## INSTRUCTIONS TO FOLLOW
The data below must be repeated exactly. Leave nothing out.

Items from a data source
---------------

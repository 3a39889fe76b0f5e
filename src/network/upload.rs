//! Request body upload
//!
//! The application supplies an [`UploadDataProvider`] and the executor it
//! runs on. [`UploadDataStream`] adapts it to the engine's pull-based
//! [`UploadChannel`]: every provider call is posted to the upload executor,
//! and any error, panic or rejected post fails the owning request.

use std::sync::{Arc, Mutex, Weak};

use super::buffer::ByteBuffer;
use super::callback::{CallbackError, CallbackResult, run_guarded};
use super::engine::{UploadChannel, UploadReadDone, UploadRewindDone};
use super::executor::Executor;
use super::request::RequestInner;
use crate::utils::{RequestError, lock};

/// Source of a request body, driven on the upload executor
pub trait UploadDataProvider: Send + Sync {
    /// Body length in bytes, or -1 for a chunked upload
    fn length(&self) -> Result<i64, CallbackError>;

    /// Write the next bytes into `buffer` from its position, then report
    /// through `sink`. May complete asynchronously.
    fn read(&self, sink: UploadDataSink, buffer: ByteBuffer) -> CallbackResult;

    /// Restart the body from the beginning, then report through `sink`
    fn rewind(&self, sink: UploadDataSink) -> CallbackResult;

    /// Called once after the request completes
    fn close(&self) -> CallbackResult {
        Ok(())
    }
}

/// Completion handle for one provider read or rewind
pub struct UploadDataSink {
    stream: Arc<UploadDataStream>,
}

impl UploadDataSink {
    /// `buffer` now holds new bytes up to its position.
    /// `final_chunk` ends a chunked upload.
    pub fn on_read_succeeded(self, buffer: ByteBuffer, final_chunk: bool) {
        self.stream.read_succeeded(buffer, final_chunk);
    }

    pub fn on_read_error(self, error: CallbackError) {
        self.stream.fail(error);
    }

    pub fn on_rewind_succeeded(self) {
        self.stream.rewind_succeeded();
    }

    pub fn on_rewind_error(self, error: CallbackError) {
        self.stream.fail(error);
    }
}

#[derive(Default)]
struct StreamState {
    length: Option<i64>,
    total_read: u64,
    read_start: usize,
    read_done: Option<UploadReadDone>,
    rewind_done: Option<UploadRewindDone>,
    closed: bool,
}

/// Provider wrapped for the engine
pub struct UploadDataStream {
    provider: Arc<dyn UploadDataProvider>,
    executor: Arc<dyn Executor>,
    request: Weak<RequestInner>,
    state: Mutex<StreamState>,
    self_ref: Weak<UploadDataStream>,
}

type UploadTask = Box<dyn FnOnce() -> CallbackResult + Send>;

impl UploadDataStream {
    pub(crate) fn new(
        provider: Arc<dyn UploadDataProvider>,
        executor: Arc<dyn Executor>,
        request: Weak<RequestInner>,
    ) -> Arc<Self> {
        Arc::new_cyclic(|self_ref| Self {
            provider,
            executor,
            request,
            state: Mutex::new(StreamState::default()),
            self_ref: self_ref.clone(),
        })
    }

    /// Query the body length. Runs on the upload executor before the engine
    /// starts.
    pub(crate) fn initialize(&self) -> CallbackResult {
        let length = self.provider.length()?;
        lock(&self.state).length = Some(length);
        log::debug!("upload initialized, length {}", length);
        Ok(())
    }

    /// Run provider code on the upload executor
    pub(crate) fn post_task(&self, task: UploadTask) {
        let request = self.request.clone();
        let posted = self.executor.execute(Box::new(move || {
            if let Err(err) = run_guarded(task) {
                if let Some(request) = request.upgrade() {
                    request.on_upload_exception(err);
                }
            }
        }));
        if let Err(rejected) = posted {
            self.fail(Box::new(rejected));
        }
    }

    /// Close the provider once, on the upload executor. Errors are logged.
    pub(crate) fn close(&self) {
        {
            let mut state = lock(&self.state);
            if state.closed {
                return;
            }
            state.closed = true;
        }
        let provider = Arc::clone(&self.provider);
        let posted = self.executor.execute(Box::new(move || {
            if let Err(err) = run_guarded(|| provider.close()) {
                log::error!("Exception thrown when closing the upload provider: {}", err);
            }
        }));
        if let Err(rejected) = posted {
            log::error!("Exception posting upload close: {}", rejected);
        }
    }

    fn sink(&self) -> Option<UploadDataSink> {
        self.self_ref
            .upgrade()
            .map(|stream| UploadDataSink { stream })
    }

    fn fail(&self, error: CallbackError) {
        if let Some(request) = self.request.upgrade() {
            request.on_upload_exception(error);
        }
    }

    fn read_succeeded(&self, buffer: ByteBuffer, final_chunk: bool) {
        let outcome = {
            let mut state = lock(&self.state);
            match state.read_done.take() {
                None => Err(RequestError::illegal_state("Not expecting a read result.")),
                Some(on_done) => {
                    let length = state.length.unwrap_or(-1);
                    let bytes_read = buffer.position().saturating_sub(state.read_start);
                    state.total_read += bytes_read as u64;
                    if final_chunk && length >= 0 {
                        Err(RequestError::illegal_argument(
                            "Non-chunked upload can't have last chunk",
                        ))
                    } else if length >= 0 && state.total_read > length as u64 {
                        Err(RequestError::illegal_argument(format!(
                            "Read upload data length {} exceeds expected length {}",
                            state.total_read, length
                        )))
                    } else {
                        Ok((on_done, bytes_read))
                    }
                }
            }
        };
        match outcome {
            Ok((on_done, bytes_read)) => on_done(buffer, bytes_read, final_chunk),
            Err(err) => self.fail(Box::new(err)),
        }
    }

    fn rewind_succeeded(&self) {
        let on_done = {
            let mut state = lock(&self.state);
            state.total_read = 0;
            state.rewind_done.take()
        };
        match on_done {
            Some(on_done) => on_done(),
            None => self.fail(Box::new(RequestError::illegal_state(
                "Not expecting a rewind result.",
            ))),
        }
    }
}

impl UploadChannel for UploadDataStream {
    fn length(&self) -> Option<u64> {
        lock(&self.state)
            .length
            .filter(|length| *length >= 0)
            .map(|length| length as u64)
    }

    fn read(&self, buffer: ByteBuffer, on_done: UploadReadDone) {
        {
            let mut state = lock(&self.state);
            state.read_start = buffer.position();
            state.read_done = Some(on_done);
        }
        let Some(sink) = self.sink() else {
            return;
        };
        let provider = Arc::clone(&self.provider);
        self.post_task(Box::new(move || provider.read(sink, buffer)));
    }

    fn rewind(&self, on_done: UploadRewindDone) {
        lock(&self.state).rewind_done = Some(on_done);
        let Some(sink) = self.sink() else {
            return;
        };
        let provider = Arc::clone(&self.provider);
        self.post_task(Box::new(move || provider.rewind(sink)));
    }
}

/// Provider serving an in-memory body
pub struct BytesUploadProvider {
    data: Vec<u8>,
    offset: Mutex<usize>,
}

impl BytesUploadProvider {
    pub fn new(data: impl Into<Vec<u8>>) -> Arc<Self> {
        Arc::new(Self {
            data: data.into(),
            offset: Mutex::new(0),
        })
    }
}

impl UploadDataProvider for BytesUploadProvider {
    fn length(&self) -> Result<i64, CallbackError> {
        Ok(self.data.len() as i64)
    }

    fn read(&self, sink: UploadDataSink, mut buffer: ByteBuffer) -> CallbackResult {
        {
            let mut offset = lock(&self.offset);
            let written = buffer.put(&self.data[*offset..]);
            *offset += written;
        }
        sink.on_read_succeeded(buffer, false);
        Ok(())
    }

    fn rewind(&self, sink: UploadDataSink) -> CallbackResult {
        *lock(&self.offset) = 0;
        sink.on_rewind_succeeded();
        Ok(())
    }
}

---------------

## OUTPUT FOR THIS TASK
repository 3a39889fe76b0f5e
filename src/network/upload.rs
//! Request body upload
//!
//! The application supplies an [`UploadDataProvider`] and the executor it
//! runs on. [`UploadDataStream`] adapts it to the engine's pull-based
//! [`UploadChannel`]: every provider call is posted to the upload executor,
//! and any error, panic or rejected post fails the owning request.

use std::sync::{Arc, Mutex, Weak};

use super::buffer::ByteBuffer;
use super::callback::{CallbackError, CallbackResult, run_guarded};
use super::engine::{UploadChannel, UploadReadDone, UploadRewindDone};
use super::executor::Executor;
use super::request::RequestInner;
use crate::utils::{RequestError, lock};

/// Source of a request body, driven on the upload executor
pub trait UploadDataProvider: Send + Sync {
    /// Body length in bytes, or -1 for a chunked upload
    fn length(&self) -> Result<i64, CallbackError>;

    /// Write the next bytes into `buffer` from its position, then report
    /// through `sink`. May complete asynchronously.
    fn read(&self, sink: UploadDataSink, buffer: ByteBuffer) -> CallbackResult;

    /// Restart the body from the beginning, then report through `sink`
    fn rewind(&self, sink: UploadDataSink) -> CallbackResult;

    /// Called once after the request completes
    fn close(&self) -> CallbackResult {
        Ok(())
    }
}

/// Completion handle for one provider read or rewind
pub struct UploadDataSink {
    stream: Arc<UploadDataStream>,
}

impl UploadDataSink {
    /// `buffer` now holds new bytes up to its position.
    /// `final_chunk` ends a chunked upload.
    pub fn on_read_succeeded(self, buffer: ByteBuffer, final_chunk: bool) {
        self.stream.read_succeeded(buffer, final_chunk);
    }

    pub fn on_read_error(self, error: CallbackError) {
        self.stream.fail(error);
    }

    pub fn on_rewind_succeeded(self) {
        self.stream.rewind_succeeded();
    }

    pub fn on_rewind_error(self, error: CallbackError) {
        self.stream.fail(error);
    }
}

#[derive(Default)]
struct StreamState {
    length: Option<i64>,
    total_read: u64,
    read_start: usize,
    read_done: Option<UploadReadDone>,
    rewind_done: Option<UploadRewindDone>,
    closed: bool,
}

/// Provider wrapped for the engine
pub struct UploadDataStream {
    provider: Arc<dyn UploadDataProvider>,
    executor: Arc<dyn Executor>,
    request: Weak<RequestInner>,
    state: Mutex<StreamState>,
    self_ref: Weak<UploadDataStream>,
}

type UploadTask = Box<dyn FnOnce() -> CallbackResult + Send>;

impl UploadDataStream {
    pub(crate) fn new(
        provider: Arc<dyn UploadDataProvider>,
        executor: Arc<dyn Executor>,
        request: Weak<RequestInner>,
    ) -> Arc<Self> {
        Arc::new_cyclic(|self_ref| Self {
            provider,
            executor,
            request,
            state: Mutex::new(StreamState::default()),
            self_ref: self_ref.clone(),
        })
    }

    /// Query the body length. Runs on the upload executor before the engine
    /// starts.
    pub(crate) fn initialize(&self) -> CallbackResult {
        let length = self.provider.length()?;
        lock(&self.state).length = Some(length);
        log::debug!("upload initialized, length {}", length);
        Ok(())
    }

    /// Run provider code on the upload executor
    pub(crate) fn post_task(&self, task: UploadTask) {
        let request = self.request.clone();
        let posted = self.executor.execute(Box::new(move || {
            if let Err(err) = run_guarded(task) {
                if let Some(request) = request.upgrade() {
                    request.on_upload_exception(err);
                }
            }
        }));
        if let Err(rejected) = posted {
            self.fail(Box::new(rejected));
        }
    }

    /// Close the provider once, on the upload executor. Errors are logged.
    pub(crate) fn close(&self) {
        {
            let mut state = lock(&self.state);
            if state.closed {
                return;
            }
            state.closed = true;
        }
        let provider = Arc::clone(&self.provider);
        let posted = self.executor.execute(Box::new(move || {
            if let Err(err) = run_guarded(|| provider.close()) {
                log::error!("Exception thrown when closing the upload provider: {}", err);
            }
        }));
        if let Err(rejected) = posted {
            log::error!("Exception posting upload close: {}", rejected);
        }
    }

    fn sink(&self) -> Option<UploadDataSink> {
        self.self_ref
            .upgrade()
            .map(|stream| UploadDataSink { stream })
    }

    fn fail(&self, error: CallbackError) {
        if let Some(request) = self.request.upgrade() {
            request.on_upload_exception(error);
        }
    }

    fn read_succeeded(&self, buffer: ByteBuffer, final_chunk: bool) {
        let outcome = {
            let mut state = lock(&self.state);
            match state.read_done.take() {
                None => Err(RequestError::illegal_state("Not expecting a read result.")),
                Some(on_done) => {
                    let length = state.length.unwrap_or(-1);
                    let bytes_read = buffer.position().saturating_sub(state.read_start);
                    state.total_read += bytes_read as u64;
                    if final_chunk && length >= 0 {
                        Err(RequestError::illegal_argument(
                            "Non-chunked upload can't have last chunk",
                        ))
                    } else if length >= 0 && state.total_read > length as u64 {
                        Err(RequestError::illegal_argument(format!(
                            "Read upload data length {} exceeds expected length {}",
                            state.total_read, length
                        )))
                    } else {
                        Ok((on_done, bytes_read))
                    }
                }
            }
        };
        match outcome {
            Ok((on_done, bytes_read)) => on_done(buffer, bytes_read, final_chunk),
            Err(err) => self.fail(Box::new(err)),
        }
    }

    fn rewind_succeeded(&self) {
        let on_done = {
            let mut state = lock(&self.state);
            state.total_read = 0;
            state.rewind_done.take()
        };
        match on_done {
            Some(on_done) => on_done(),
            None => self.fail(Box::new(RequestError::illegal_state(
                "Not expecting a rewind result.",
            ))),
        }
    }
}

impl UploadChannel for UploadDataStream {
    fn length(&self) -> Option<u64> {
        lock(&self.state)
            .length
            .filter(|length| *length >= 0)
            .map(|length| length as u64)
    }

    fn read(&self, buffer: ByteBuffer, on_done: UploadReadDone) {
        {
            let mut state = lock(&self.state);
            state.read_start = buffer.position();
            state.read_done = Some(on_done);
        }
        let Some(sink) = self.sink() else {
            return;
        };
        let provider = Arc::clone(&self.provider);
        self.post_task(Box::new(move || provider.read(sink, buffer)));
    }

    fn rewind(&self, on_done: UploadRewindDone) {
        lock(&self.state).rewind_done = Some(on_done);
        let Some(sink) = self.sink() else {
            return;
        };
        let provider = Arc::clone(&self.provider);
        self.post_task(Box::new(move || provider.rewind(sink)));
    }
}

/// Provider serving an in-memory body
pub struct BytesUploadProvider {
    data: Vec<u8>,
    offset: Mutex<usize>,
}

impl BytesUploadProvider {
    pub fn new(data: impl Into<Vec<u8>>) -> Arc<Self> {
        Arc::new(Self {
            data: data.into(),
            offset: Mutex::new(0),
        })
    }
}

impl UploadDataProvider for BytesUploadProvider {
    fn length(&self) -> Result<i64, CallbackError> {
        Ok(self.data.len() as i64)
    }

    fn read(&self, sink: UploadDataSink, mut buffer: ByteBuffer) -> CallbackResult {
        {
            let mut offset = lock(&self.offset);
            let written = buffer.put(&self.data[*offset..]);
            *offset += written;
        }
        sink.on_read_succeeded(buffer, false);
        Ok(())
    }

    fn rewind(&self, sink: UploadDataSink) -> CallbackResult {
        *lock(&self.offset) = 0;
        sink.on_rewind_succeeded();
        Ok(())
    }
}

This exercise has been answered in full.